__Exercise directions__
Lines to return, exactly: from the line with "Opaque thread identifiers." to the line with "Parse a raw" in the entries below, both included.
[Source records — start]
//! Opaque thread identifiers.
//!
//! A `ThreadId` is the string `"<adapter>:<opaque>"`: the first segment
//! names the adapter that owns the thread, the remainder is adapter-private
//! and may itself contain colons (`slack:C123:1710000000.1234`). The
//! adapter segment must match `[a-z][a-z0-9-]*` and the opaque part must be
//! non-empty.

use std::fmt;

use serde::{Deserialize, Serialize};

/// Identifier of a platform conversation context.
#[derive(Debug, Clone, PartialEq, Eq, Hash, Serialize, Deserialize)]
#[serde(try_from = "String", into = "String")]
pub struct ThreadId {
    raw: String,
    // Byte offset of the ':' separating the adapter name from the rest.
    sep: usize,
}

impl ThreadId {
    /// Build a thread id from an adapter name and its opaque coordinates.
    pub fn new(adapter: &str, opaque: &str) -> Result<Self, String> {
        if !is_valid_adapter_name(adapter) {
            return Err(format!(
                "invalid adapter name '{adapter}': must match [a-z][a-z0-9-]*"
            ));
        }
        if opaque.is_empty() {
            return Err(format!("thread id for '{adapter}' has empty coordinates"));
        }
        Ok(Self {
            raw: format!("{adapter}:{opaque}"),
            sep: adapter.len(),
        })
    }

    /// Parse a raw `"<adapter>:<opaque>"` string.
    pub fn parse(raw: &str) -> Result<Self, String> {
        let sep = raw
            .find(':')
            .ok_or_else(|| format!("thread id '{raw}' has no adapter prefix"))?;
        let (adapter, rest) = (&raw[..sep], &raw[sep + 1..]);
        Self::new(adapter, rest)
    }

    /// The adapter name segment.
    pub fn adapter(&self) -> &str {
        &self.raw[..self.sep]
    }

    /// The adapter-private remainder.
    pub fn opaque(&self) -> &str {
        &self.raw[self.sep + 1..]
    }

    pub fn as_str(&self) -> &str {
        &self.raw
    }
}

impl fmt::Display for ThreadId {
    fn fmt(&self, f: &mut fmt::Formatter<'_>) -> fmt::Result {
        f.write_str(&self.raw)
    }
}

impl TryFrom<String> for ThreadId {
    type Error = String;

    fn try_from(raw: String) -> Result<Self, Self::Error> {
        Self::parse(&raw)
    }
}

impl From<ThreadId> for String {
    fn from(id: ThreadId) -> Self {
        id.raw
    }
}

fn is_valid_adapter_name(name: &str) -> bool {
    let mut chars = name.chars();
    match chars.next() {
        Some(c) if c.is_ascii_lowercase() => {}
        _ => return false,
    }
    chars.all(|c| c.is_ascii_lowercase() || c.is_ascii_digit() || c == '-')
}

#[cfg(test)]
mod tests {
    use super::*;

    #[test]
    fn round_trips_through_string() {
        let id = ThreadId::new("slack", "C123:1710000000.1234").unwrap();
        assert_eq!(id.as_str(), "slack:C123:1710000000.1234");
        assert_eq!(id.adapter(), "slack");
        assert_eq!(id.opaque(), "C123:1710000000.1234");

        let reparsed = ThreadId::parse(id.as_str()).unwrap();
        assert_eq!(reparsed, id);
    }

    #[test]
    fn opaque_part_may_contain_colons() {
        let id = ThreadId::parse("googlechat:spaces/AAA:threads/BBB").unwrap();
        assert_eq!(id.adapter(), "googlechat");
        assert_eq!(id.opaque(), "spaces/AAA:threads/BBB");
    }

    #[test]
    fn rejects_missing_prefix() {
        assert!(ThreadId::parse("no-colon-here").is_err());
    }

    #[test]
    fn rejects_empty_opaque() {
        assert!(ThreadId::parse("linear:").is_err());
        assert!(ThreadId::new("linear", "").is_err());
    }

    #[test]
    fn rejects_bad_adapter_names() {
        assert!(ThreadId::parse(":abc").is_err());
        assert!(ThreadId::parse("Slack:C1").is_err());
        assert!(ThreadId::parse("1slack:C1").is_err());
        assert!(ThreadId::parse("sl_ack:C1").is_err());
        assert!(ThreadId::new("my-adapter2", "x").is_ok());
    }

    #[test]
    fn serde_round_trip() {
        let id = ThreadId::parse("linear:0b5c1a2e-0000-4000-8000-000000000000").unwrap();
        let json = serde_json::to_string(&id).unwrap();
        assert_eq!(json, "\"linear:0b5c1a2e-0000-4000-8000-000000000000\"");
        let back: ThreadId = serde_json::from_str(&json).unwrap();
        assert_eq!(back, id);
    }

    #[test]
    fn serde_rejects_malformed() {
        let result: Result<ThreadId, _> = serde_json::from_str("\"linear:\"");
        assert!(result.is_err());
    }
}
[Source records — finish]
[Source records — start]
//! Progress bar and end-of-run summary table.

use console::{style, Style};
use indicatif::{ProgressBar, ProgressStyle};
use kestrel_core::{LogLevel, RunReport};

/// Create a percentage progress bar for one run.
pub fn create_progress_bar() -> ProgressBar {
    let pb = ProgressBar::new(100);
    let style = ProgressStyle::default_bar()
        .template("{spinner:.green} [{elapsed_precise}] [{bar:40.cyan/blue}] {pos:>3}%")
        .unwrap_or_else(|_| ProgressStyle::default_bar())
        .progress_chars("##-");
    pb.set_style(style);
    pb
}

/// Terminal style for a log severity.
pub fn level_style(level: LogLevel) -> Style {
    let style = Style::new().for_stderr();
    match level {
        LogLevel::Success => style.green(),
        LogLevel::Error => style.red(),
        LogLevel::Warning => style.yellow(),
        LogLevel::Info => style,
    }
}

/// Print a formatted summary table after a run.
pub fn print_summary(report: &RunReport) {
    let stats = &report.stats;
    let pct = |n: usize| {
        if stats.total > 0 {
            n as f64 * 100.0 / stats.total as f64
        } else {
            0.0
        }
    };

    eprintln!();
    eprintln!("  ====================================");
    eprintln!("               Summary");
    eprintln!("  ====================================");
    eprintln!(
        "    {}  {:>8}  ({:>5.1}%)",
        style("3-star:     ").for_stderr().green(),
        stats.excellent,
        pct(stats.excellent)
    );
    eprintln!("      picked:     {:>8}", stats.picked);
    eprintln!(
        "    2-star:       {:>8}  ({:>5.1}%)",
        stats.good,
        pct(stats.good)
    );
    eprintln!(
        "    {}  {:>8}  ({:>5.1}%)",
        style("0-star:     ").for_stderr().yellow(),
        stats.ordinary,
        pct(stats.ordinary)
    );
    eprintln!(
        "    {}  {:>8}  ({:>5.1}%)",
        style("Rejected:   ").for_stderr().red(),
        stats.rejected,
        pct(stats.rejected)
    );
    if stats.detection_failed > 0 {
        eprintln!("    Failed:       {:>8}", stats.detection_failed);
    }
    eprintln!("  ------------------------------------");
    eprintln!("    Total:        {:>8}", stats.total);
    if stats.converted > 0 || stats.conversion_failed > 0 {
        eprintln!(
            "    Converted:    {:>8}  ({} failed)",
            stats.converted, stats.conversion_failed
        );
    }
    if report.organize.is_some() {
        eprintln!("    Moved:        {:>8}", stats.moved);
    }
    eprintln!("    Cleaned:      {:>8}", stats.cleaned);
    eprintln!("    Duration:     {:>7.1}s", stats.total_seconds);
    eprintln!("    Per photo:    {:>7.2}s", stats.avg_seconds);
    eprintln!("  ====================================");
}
[Source records — finish]
__Exercise result__
//! Opaque thread identifiers.
//!
//! A `ThreadId` is the string `"<adapter>:<opaque>"`: the first segment
//! names the adapter that owns the thread, the remainder is adapter-private
//! and may itself contain colons (`slack:C123:1710000000.1234`). The
//! adapter segment must match `[a-z][a-z0-9-]*` and the opaque part must be
//! non-empty.

use std::fmt;

use serde::{Deserialize, Serialize};

/// Identifier of a platform conversation context.
#[derive(Debug, Clone, PartialEq, Eq, Hash, Serialize, Deserialize)]
#[serde(try_from = "String", into = "String")]
pub struct ThreadId {
    raw: String,
    // Byte offset of the ':' separating the adapter name from the rest.
    sep: usize,
}

impl ThreadId {
    /// Build a thread id from an adapter name and its opaque coordinates.
    pub fn new(adapter: &str, opaque: &str) -> Result<Self, String> {
        if !is_valid_adapter_name(adapter) {
            return Err(format!(
                "invalid adapter name '{adapter}': must match [a-z][a-z0-9-]*"
            ));
        }
        if opaque.is_empty() {
            return Err(format!("thread id for '{adapter}' has empty coordinates"));
        }
        Ok(Self {
            raw: format!("{adapter}:{opaque}"),
            sep: adapter.len(),
        })
    }

    /// Parse a raw `"<adapter>:<opaque>"` string.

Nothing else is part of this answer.